Вились над коробками ульев, звенели пчелы. Звенело солнце. Утренний ветер доносил влажный запах цветов. Никритин раскидывал складной мольберт. И тогда подступал дед.
— Что, брат, нонешние-то прямо лопатой мажут? — говорил он, глядя, как Никритин кладет широкие мазки охры костяным мастихином. — Помелом уже несподручно?
— А как же! Лопатой-то и загребать! — смеялся Никритин.
Да, был дед — и нет деда. И бабки Нюрки нет. Не пережила своего старика. А все хотела посмотреть, какое оно — «теловидение»...
Когда месяц назад Никритин постучался к ним, открыла их племянница — конопатая, с мочальными косами.
— А где дед Витя? — спросил он, заглядывая через ее плечо.
— Помер. Еще прошлой осенью... — потупила женщина бедно-голубые глаза, почесала босой ногою ногу.
Никритин опустил голову. Лезли в глаза эти распаренно-розовые ноги. «У-у, толстопятая!» — ругнулся он про себя.
— Дожил, значит таки, до самой смерти... — не спросил — сказал для себя Никритин.
— Дожил...
Едва не налетев на хлебный автофургон, шофер резко затормозил. Никритин качнулся вперед. Пронзил уши визг тормозов. Рядом — спокойными красными завитушками — сияла вывеска «Гастроном».
— Это ведь дежурный магазин? — шевельнулся Никритин. — Подождите минутку.
Покупателей в магазине не было. Что-то сонное витало в ярко освещенном просторе меж пестрых полок. Скучающая рыжая девица в белом халате, равнодушно мазнув глазами по лицу Никритина, выставила на прилавок незавернутую бутылку коньяка и банку рыбных консервов. Никритин расплатился и вышел.
«К черту! Оглушить себя — и забыться»... — подумал он, захлопнув дверцу машины, и сунул бутылку глубоко в карман. И тут, в потерявшем контроль сознанье, всплыло лицо Инны Сергеевны — матово-белое, с иронически приподнятой бровью...
...Отпустив такси, Никритин остался в своем темном переулке — узком и пустынном, примыкающем к магистральной улице. Снова зазвучала где-то внутри привязавшаяся еще днем строка из стихотворения: «Голос единицы тоньше писка...» Тоской зашлось сердце. Впору крикнуть, что-либо разбить...
Вскинув руку, он вгляделся в светящийся циферблат часов. Только еще ложатся. Не время идти. Как, какими словами рассказать дотошному дядьке о минувшем дне? Сил на это уже не хватит!..
Он прислонился к воротам.
Густо и сладко пахло доцветающей гледичией — осыпались с дерева у ворот мохнатые сережки.

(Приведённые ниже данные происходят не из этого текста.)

use chrono::{DateTime, Utc};
use serde::{Deserialize, Serialize};
use serde_json::Value;
use uuid::Uuid;

/// Unique, immutable identifier for a transcript entry. Assigned at
/// creation and never reused; deletion and lookup go through this id,
/// never through positional indices.
pub type EntryId = Uuid;

/// Entry role in a conversation transcript.
#[derive(Debug, Clone, Copy, PartialEq, Eq, Serialize, Deserialize)]
#[serde(rename_all = "snake_case")]
pub enum Role {
    System,
    Human,
    Assistant,
    ActionResult,
}

/// One action requested by an Assistant entry.
#[derive(Debug, Clone, PartialEq, Eq, Serialize, Deserialize)]
pub struct ActionRequest {
    /// Provider-assigned call id; pairs this request with its result.
    pub call_id: String,
    pub name: String,
    pub arguments: Value,
}

/// A single entry in a conversation transcript.
#[derive(Debug, Clone, Serialize, Deserialize)]
pub struct Entry {
    pub id: EntryId,
    pub role: Role,
    pub content: String,
    /// Present only on Assistant entries that request actions.
    #[serde(default, skip_serializing_if = "Vec::is_empty")]
    pub action_requests: Vec<ActionRequest>,
    /// Present only on ActionResult entries; the call this entry answers.
    #[serde(default, skip_serializing_if = "Option::is_none")]
    pub result_of_call_id: Option<String>,
    /// Set on ActionResult entries carrying an error payload.
    #[serde(default, skip_serializing_if = "std::ops::Not::not")]
    pub is_error: bool,
    pub timestamp: DateTime<Utc>,
}

impl Entry {
    fn new(role: Role, content: impl Into<String>) -> Self {
        Self {
            id: Uuid::new_v4(),
            role,
            content: content.into(),
            action_requests: Vec::new(),
            result_of_call_id: None,
            is_error: false,
            timestamp: Utc::now(),
        }
    }

    pub fn system(content: impl Into<String>) -> Self {
        Self::new(Role::System, content)
    }

    pub fn human(content: impl Into<String>) -> Self {
        Self::new(Role::Human, content)
    }

    pub fn assistant(content: impl Into<String>) -> Self {
        Self::new(Role::Assistant, content)
    }

    /// An ActionResult entry answering `call_id`.
    pub fn action_result(call_id: impl Into<String>, content: impl Into<String>) -> Self {
        let mut entry = Self::new(Role::ActionResult, content);
        entry.result_of_call_id = Some(call_id.into());
        entry
    }

    /// An ActionResult entry carrying an error payload. The decision step
    /// observes the failure and may retry or explain it to the user.
    pub fn action_error(call_id: impl Into<String>, message: impl Into<String>) -> Self {
        let mut entry = Self::action_result(call_id, message);
        entry.is_error = true;
        entry
    }

    /// Add an action request to an Assistant entry (builder style).
    pub fn with_action_request(
        mut self,
        call_id: impl Into<String>,
        name: impl Into<String>,
        arguments: Value,
    ) -> Self {
        self.action_requests.push(ActionRequest {
            call_id: call_id.into(),
            name: name.into(),
            arguments,
        });
        self
    }

    pub fn has_action_requests(&self) -> bool {
        !self.action_requests.is_empty()
    }
}

/// An action definition advertised to the decision step.
#[derive(Debug, Clone, PartialEq, Eq, Serialize, Deserialize)]
pub struct ActionSpec {
    pub name: String,
    pub description: String,
    /// JSON schema for the action's arguments.
    pub parameters: Value,
}

impl ActionSpec {
    pub fn new(
        name: impl Into<String>,
        description: impl Into<String>,
        parameters: Value,
    ) -> Self {
        Self {
            name: name.into(),
            description: description.into(),
            parameters,
        }
    }
}

/// Result of invoking one action.
#[derive(Debug, Clone, Serialize, Deserialize)]
pub struct ActionOutput {
    pub content: String,
    pub is_error: bool,
}

impl ActionOutput {
    pub fn success(content: impl Into<String>) -> Self {
        Self {
            content: content.into(),
            is_error: false,
        }
    }

    pub fn error(content: impl Into<String>) -> Self {
        Self {
            content: content.into(),
            is_error: true,
        }
    }
}

#[cfg(test)]
mod tests {
    use super::*;
    use serde_json::json;

    #[test]
    fn entry_ids_are_unique() {
        let a = Entry::human("one");
        let b = Entry::human("one");
        assert_ne!(a.id, b.id);
    }

    #[test]
    fn assistant_builder_accumulates_requests() {
        let entry = Entry::assistant("checking")
            .with_action_request("c1", "list_instances", json!({}))
            .with_action_request("c2", "billing_summary", json!({"days": 7}));

        assert_eq!(entry.role, Role::Assistant);
        assert!(entry.has_action_requests());
        assert_eq!(entry.action_requests.len(), 2);
        assert_eq!(entry.action_requests[1].name, "billing_summary");
    }

    #[test]
    fn action_error_sets_flag_and_pairing() {
        let entry = Entry::action_error("c9", "timeout");
        assert_eq!(entry.role, Role::ActionResult);
        assert!(entry.is_error);
        assert_eq!(entry.result_of_call_id.as_deref(), Some("c9"));
    }

    #[test]
    fn entry_serde_round_trip_preserves_pairing_metadata() {
        let entry = Entry::assistant("on it").with_action_request(
            "c1",
            "start_instance",
            json!({"instance_id": "i-0abc"}),
        );
        let line = serde_json::to_string(&entry).expect("serialize");
        let back: Entry = serde_json::from_str(&line).expect("deserialize");

        assert_eq!(back.id, entry.id);
        assert_eq!(back.action_requests, entry.action_requests);
        assert_eq!(back.result_of_call_id, None);
    }
}
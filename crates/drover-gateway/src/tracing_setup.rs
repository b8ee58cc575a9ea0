//! Console logging plus an optional JSONL trace file.

use std::path::Path;

use anyhow::{Context, Result};
use tracing_appender::non_blocking::{NonBlocking, WorkerGuard};
use tracing_subscriber::fmt::format::FmtSpan;
use tracing_subscriber::prelude::*;
use tracing_subscriber::{EnvFilter, Registry, fmt};

/// Holds the trace-file writer; dropping it flushes buffered lines.
pub(crate) struct TracingGuard {
    _file: Option<WorkerGuard>,
}

/// Console output is filtered by `RUST_LOG` (default `info`). When a trace
/// file is configured (`--trace-file` or the `DROVER_TRACE_FILE` env var),
/// full-detail spans and events also land there as one JSON object per
/// line, including span close events for turn and action timings.
pub(crate) fn init(trace_file: Option<&Path>) -> Result<TracingGuard> {
    let console_layer = fmt::layer()
        .with_target(false)
        .with_filter(EnvFilter::try_from_default_env().unwrap_or_else(|_| EnvFilter::new("info")));

    let mut file_guard = None;
    let file_layer = match trace_file {
        Some(path) => {
            let (writer, guard) = trace_writer(path)?;
            file_guard = Some(guard);
            Some(
                fmt::layer()
                    .json()
                    .with_writer(writer)
                    .with_span_list(true)
                    .with_span_events(FmtSpan::CLOSE)
                    .with_filter(EnvFilter::new("debug")),
            )
        }
        None => None,
    };

    Registry::default()
        .with(console_layer)
        .with(file_layer)
        .init();

    Ok(TracingGuard { _file: file_guard })
}

/// Non-blocking appender for `path`, creating parent directories as needed.
fn trace_writer(path: &Path) -> Result<(NonBlocking, WorkerGuard)> {
    let dir = match path.parent() {
        Some(parent) if !parent.as_os_str().is_empty() => parent,
        _ => Path::new("."),
    };
    std::fs::create_dir_all(dir)
        .with_context(|| format!("failed to create trace directory: {}", dir.display()))?;
    let filename = path
        .file_name()
        .with_context(|| format!("trace file path has no file name: {}", path.display()))?;
    Ok(tracing_appender::non_blocking(
        tracing_appender::rolling::never(dir, filename),
    ))
}

#[allow(clippy::unwrap_used)]
#[cfg(test)]
mod tests {
    use super::*;

    #[test]
    fn trace_writer_creates_missing_directories() {
        let dir = tempfile::tempdir().unwrap();
        let path = dir.path().join("traces/gateway.jsonl");
        let (_writer, _guard) = trace_writer(&path).unwrap();
        assert!(path.parent().unwrap().is_dir());
    }

    #[test]
    fn trace_writer_rejects_path_without_file_name() {
        let dir = tempfile::tempdir().unwrap();
        assert!(trace_writer(&dir.path().join("..")).is_err());
    }
}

Изредка — со свистом и грохотом — проносился мимо переулка почти пустой троллейбус. Как-то одиноко, быстро, встревоженно выщелкивали женские каблучки. Грустящий ровный свет лился на синеватый асфальт улицы и отражался от стен в переулке.
Никритин стоял и сосал размокшую сигарету — последнюю в пачке. Медлил, тянул время.
Наконец, вновь глянув на часы, оттолкнулся плечом, шагнул в калитку ворот.
ГЛАВА ЧЕТВЕРТАЯ
В медовой полосе солнца, протянувшейся наискось через комнату, толклись пылинки. Знойно стрекотали часы на тумбочке. Было позднее утро.
Никритин спустил босые ноги на пол и откинул волосы растопыренной пятерней. Гудела голова после вчерашней ночи.
...Неслышно проскользнув к себе, он запер дверь двойным оборотом ключа и щелкнул выключателем. Свет голой лампочки больно ударил в глаза, обнажил неприкаянность холостяцкой комнаты. Никритин постоял мгновенье, щуря глаза и оглядываясь. Вскоре все стало на место. Взгляд цеплялся за знакомые вещи, за знакомые стены. Все знакомое, сообщническое...
Он вынул из тумбочки граненый стакан и половину узбекской лепешки, успевшей зачерстветь. Открыл, стараясь не шуметь, «треску в масле». Вытянул, не чмокнув, пробку из бутылки. Потом разулся, сидя на диване, и пошевелил зудящими, запревшими пальцами ног. Жалостливый яд одиночества, будто из иглы шприца, втек в сердце. Резко опрокинув бутылку, он плеснул в стакан коньяк. Пил — и закусывал треской, выбирая ее из банки жесткими кусками лепешки.